Оказавшаяся волею горьких судеб последней прижизненной, эта книга волей-неволей прочитывается как сумма опыта размышлений автора над этими судьбами. Она, кстати, обнаруживает много родства с рассмотренным выше сборником Айзенберга. Прежде всего это касается позиции, типа взгляда: принципиально-личного и пристрастного до, иной раз, несправедливости, к которой максималист Юрьев вообще склонен (так, читателю с иным душевным устройством трудно принять его категорическое утверждение о доходящем до слепоты «отсутствии художественного таланта» у Вальтера Беньямина, - как раз такой талант, по разумению автора этих строк, был у Беньямина ведущим, но то предмет отдельного разговора). Субъективность взгляда требует себе и соответствующего жанра - здесь вся речь от первого лица: много коротких заметок типа дневниковых, разве что не датированных (соответственно, мысль в них скорее намечается, запасается впрок, чем подвергается тщательной выделке и тем паче основательным доказательствам), большая часть книги отведена интервью.
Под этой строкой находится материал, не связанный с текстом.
//! Session ledger
//!
//! The stateful half of the counter. Every [`SessionEvent`] is applied to a
//! per-dialog state machine:
//!
//! ```text
//!   INVITE ──▶ PENDING ──2xx/ACK──▶ CONFIRMED ──BYE──▶ CLOSED
//!                 │                                       ▲
//!                 └──────────── >=300 / CANCEL ───────────┘
//! ```
//!
//! `PENDING` and `CONFIRMED` dialogs are active; a dialog is dropped from the
//! ledger as soon as it reaches `CLOSED`. An event that has no transition from
//! the dialog's current phase, or that matches no dialog at all, is a no-op.
//! This makes retransmissions, duplicate final responses and late messages
//! harmless without any explicit de-duplication.
//!
//! All state sits behind a single mutex so each [`SessionLedger::update`] is
//! atomic for every caller sharing the ledger.
use crate::interpreter::{DialogKey, SessionEvent};
use record::SessionRecord;
use std::{
    collections::HashMap,
    sync::{Mutex, MutexGuard, PoisonError},
    time::Duration,
};
use tokio::time::Instant;
use tracing::{debug, info};

pub mod record;
pub mod sweeper;
pub use record::{Direction, DirectionCounts, SessionPhase};

#[cfg(test)]
mod tests;

/// Counter values observed right after an update.
#[derive(Debug, Clone, Copy, PartialEq, Eq, Default)]
pub struct CounterSnapshot {
    pub active: usize,
    pub peak: usize,
}

/// What an applied event did to the ledger.
#[derive(Debug, Clone, Copy, PartialEq, Eq)]
pub enum LedgerChange {
    Opened,
    Confirmed,
    Closed,
    Unchanged,
}

impl LedgerChange {
    /// The active count moved.
    pub fn counts_changed(&self) -> bool {
        matches!(self, LedgerChange::Opened | LedgerChange::Closed)
    }
}

#[derive(Default)]
struct LedgerInner {
    // Call-ID -> dialogs sharing it (forks, Call-ID reuse)
    dialogs: HashMap<String, Vec<SessionRecord>>,
    active: DirectionCounts,
    peak: DirectionCounts,
    last_seq: u64,
}

#[derive(Default)]
pub struct SessionLedger {
    inner: Mutex<LedgerInner>,
}

impl SessionLedger {
    pub fn new() -> Self {
        Self::default()
    }

    /// Apply `event` and return the counters as they stand afterwards.
    pub fn update(&self, event: &SessionEvent) -> CounterSnapshot {
        self.update_with_direction(event, Direction::Unspecified)
    }

    /// Like [`update`](Self::update), attributing a newly opened session to
    /// `direction`.
    pub fn update_with_direction(
        &self,
        event: &SessionEvent,
        direction: Direction,
    ) -> CounterSnapshot {
        self.apply(event, direction).1
    }

    pub fn apply(
        &self,
        event: &SessionEvent,
        direction: Direction,
    ) -> (LedgerChange, CounterSnapshot) {
        let mut inner = self.lock();
        let change = inner.apply(event, direction, Instant::now());
        (change, inner.snapshot())
    }

    pub fn active(&self) -> usize {
        self.lock().active.total()
    }

    pub fn peak(&self) -> usize {
        self.lock().peak.total()
    }

    pub fn snapshot(&self) -> CounterSnapshot {
        self.lock().snapshot()
    }

    /// Active sessions per direction.
    pub fn sessions(&self) -> DirectionCounts {
        self.lock().active
    }

    /// Per-direction breakdown captured when the peak was last raised.
    pub fn peak_sessions(&self) -> DirectionCounts {
        self.lock().peak
    }

    /// Number of dialogs currently held.
    pub fn tracked(&self) -> usize {
        self.lock().dialogs.values().map(Vec::len).sum()
    }

    /// Phase of the dialog `key` correlates with, if any.
    #[cfg(test)]
    pub(crate) fn phase_of(&self, key: &DialogKey) -> Option<SessionPhase> {
        let inner = self.lock();
        inner
            .dialogs
            .get(&key.call_id)?
            .iter()
            .find(|r| r.correlates(key))
            .map(|r| r.phase)
    }

    /// Start a new peak window at the current active count. Tracked dialogs
    /// are left alone.
    pub fn reset(&self) {
        let mut inner = self.lock();
        inner.peak = inner.active;
        info!("peak reset to {}", inner.peak.total());
    }

    /// Forget every dialog and zero both counters.
    pub fn clear(&self) {
        let mut inner = self.lock();
        let dropped: usize = inner.dialogs.values().map(Vec::len).sum();
        *inner = LedgerInner::default();
        info!("ledger cleared, {} dialogs dropped", dropped);
    }

    /// Events that would close every dialog not heard from for `max_idle`,
    /// oldest dialog first.
    pub fn idle_events(&self, max_idle: Duration) -> Vec<SessionEvent> {
        self.lock().idle_events(max_idle, Instant::now())
    }

    /// Close every dialog not heard from for `max_idle`. Selection and closing
    /// happen under one lock, so a dialog refreshed by a concurrent producer is
    /// never closed on a stale reading. Returns how many sessions were closed.
    pub fn sweep_idle(&self, max_idle: Duration) -> usize {
        self.lock().sweep(max_idle, Instant::now())
    }

    fn lock(&self) -> MutexGuard<'_, LedgerInner> {
        self.inner.lock().unwrap_or_else(PoisonError::into_inner)
    }
}

impl LedgerInner {
    fn snapshot(&self) -> CounterSnapshot {
        CounterSnapshot {
            active: self.active.total(),
            peak: self.peak.total(),
        }
    }

    fn idle_events(&self, max_idle: Duration, now: Instant) -> Vec<SessionEvent> {
        let mut idle = self
            .dialogs
            .values()
            .flatten()
            .filter(|r| now.saturating_duration_since(r.last_seen) >= max_idle)
            .collect::<Vec<_>>();
        idle.sort_by_key(|r| r.created_seq);
        idle.into_iter().map(SessionRecord::closing_event).collect()
    }

    fn sweep(&mut self, max_idle: Duration, now: Instant) -> usize {
        let mut closed = 0;
        for event in self.idle_events(max_idle, now) {
            let change = self.apply(&event, Direction::Unspecified, now);
            debug!("sweep {}: {:?}", event, change);
            if change == LedgerChange::Closed {
                closed += 1;
            }
        }
        closed
    }

    fn apply(&mut self, event: &SessionEvent, direction: Direction, now: Instant) -> LedgerChange {
        let Some(key) = event.key() else {
            return LedgerChange::Unchanged;
        };
        let position = self
            .dialogs
            .get(&key.call_id)
            .and_then(|records| records.iter().position(|r| r.correlates(key)));
        let Some(index) = position else {
            return self.open(event, key, direction, now);
        };
        let Some(records) = self.dialogs.get_mut(&key.call_id) else {
            return LedgerChange::Unchanged;
        };

        let record = &mut records[index];
        record.last_seen = now;
        if matches!(
            event,
            SessionEvent::ProvisionalProgress { .. } | SessionEvent::SessionConfirmed { .. }
        ) {
            record.learn_remote_tag(key);
        }

        match record.phase.next(event) {
            None | Some(SessionPhase::Pending) => {
                debug!("{} in {}: no transition", event, record.phase);
                LedgerChange::Unchanged
            }
            Some(SessionPhase::Closed) => {
                let record = records.remove(index);
                if records.is_empty() {
                    self.dialogs.remove(&key.call_id);
                }
                self.active.decrement(record.direction);
                debug!(
                    "session closed: {} {} -> CLOSED, active {}",
                    record.key,
                    record.phase,
                    self.active.total()
                );
                LedgerChange::Closed
            }
            Some(SessionPhase::Confirmed) => {
                debug!("session {}: {} -> CONFIRMED", record.key, record.phase);
                record.phase = SessionPhase::Confirmed;
                LedgerChange::Confirmed
            }
        }
    }

    fn open(
        &mut self,
        event: &SessionEvent,
        key: &DialogKey,
        direction: Direction,
        now: Instant,
    ) -> LedgerChange {
        if !matches!(event, SessionEvent::SessionInitiating { .. }) {
            debug!("{} matches no session, ignored", event);
            return LedgerChange::Unchanged;
        }
        self.last_seq += 1;
        let record = SessionRecord::new(key.clone(), direction, self.last_seq, now);
        self.dialogs
            .entry(key.call_id.clone())
            .or_default()
            .push(record);
        self.active.increment(direction);
        if self.active.total() > self.peak.total() {
            self.peak = self.active;
        }
        debug!(
            "session opened: {} ({}), active {} peak {}",
            key,
            direction,
            self.active.total(),
            self.peak.total()
        );
        LedgerChange::Opened
    }
}
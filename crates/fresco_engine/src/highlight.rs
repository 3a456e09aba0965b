//! Highlight selection: narrowing a scene to one illustratable instant.

use fresco_core::Highlight;
use fresco_oracle::TextOracle;
use tracing::warn;

use crate::extraction::parse_json;

/// Ask the oracle for the single most illustratable instant of a scene.
///
/// Scenes can cover a span of time with multiple actions; rendering the whole
/// span as one image produces visual contradictions. The oracle picks one
/// split-second moment and reports which of the known characters are visible
/// in it.
///
/// The returned `active_characters` are filtered to the intersection with
/// `available_characters`: the oracle may hallucinate names, and any name not
/// in the known set is discarded silently. No filtering happens when the
/// available list is empty.
///
/// Any oracle error or unparsable response degrades to the full scene text as
/// the prompt with the full available list active, never a failed scene.
pub async fn select_highlight<O: TextOracle>(
    oracle: &O,
    scene_text: &str,
    available_characters: &[String],
) -> Highlight {
    let char_context = if available_characters.is_empty() {
        String::new()
    } else {
        format!(
            "The following characters are present in the full scene: {}.\n\
             Identify EXACTLY which of these characters are visible in the specific \
             highlight moment you chose. Only list characters that are visually \
             present in this split-second.",
            available_characters.join(", ")
        )
    };

    let prompt = format!(
        "Analyze the following scene text. This scene might cover a period of time \
         with multiple actions.\n\
         To create a SINGLE cohesive illustration, identify the MOST visually \
         striking, dramatic, or significant split-second moment.\n\
         Ignore everything that happens before or after this specific moment to \
         avoid generated artifacts (like a character doing two things at once).\n\n\
         Scene Text: \"{scene_text}\"\n\n\
         {char_context}\n\n\
         Return a JSON object with exactly these keys:\n\
         - \"highlight_description\": A brief explanation of the chosen moment.\n\
         - \"image_prompt\": A highly detailed visual description of THIS SPECIFIC \
         MOMENT ONLY. Describe the subjects, action, lighting, and camera angle. \
         Do NOT mention that it is a 'highlight' or 'moment', just describe the \
         visual content.\n\
         - \"active_characters\": A list of strings containing ONLY the names of \
         characters from the provided list that are in this moment."
    );

    let mut highlight = match oracle.generate_text(&prompt).await {
        Ok(response) => match parse_json::<Highlight>(&response) {
            Ok(highlight) => highlight,
            Err(e) => {
                warn!(error = %e, "Could not parse highlight response, using full scene");
                return Highlight::full_scene(scene_text, available_characters);
            }
        },
        Err(e) => {
            warn!(error = %e, "Highlight analysis failed, using full scene");
            return Highlight::full_scene(scene_text, available_characters);
        }
    };

    if !available_characters.is_empty() {
        highlight
            .active_characters
            .retain(|name| available_characters.contains(name));
    }

    highlight
}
Советский этап в истории русской культуры представляется ему, как и Айзенбергу, своего рода небытием, «второсортностью», в терминологии Юрьева (причем Юрьев даже - неожиданно, нетипично для себя - великодушнее: фильм «Волшебная лампа Аладдина», снятый в 1967-м, нежданно наводит его на мысль, что «в шестидесятых годах это была другая страна» - «не такая, какой мы ее знали со второй половины 1970-х», «где-то была точка перелома, с которой все могло пойти иначе - не скажу, лучше или хуже, но не так второсортно, что ли»). Более всего Юрьев занят путями, так или иначе намеченными, но не пройденными. Его герои - личности, которые остались недоосуществленными (как Рид Грачев), недозамеченными и недопродуманными (как Илья Зданевич), понятыми превратно (как Николай Олейников, которого, по мысли Юрьева, не понимала сама Лидия Гинзбург, или Борис Пильняк - «плохой писатель, исключительно талантливо притворяющийся хорошим»). Заметки Юрьева о них читаются как материалы к своего рода теневой, «резервной» истории русской литературы и культуры последнего столетия.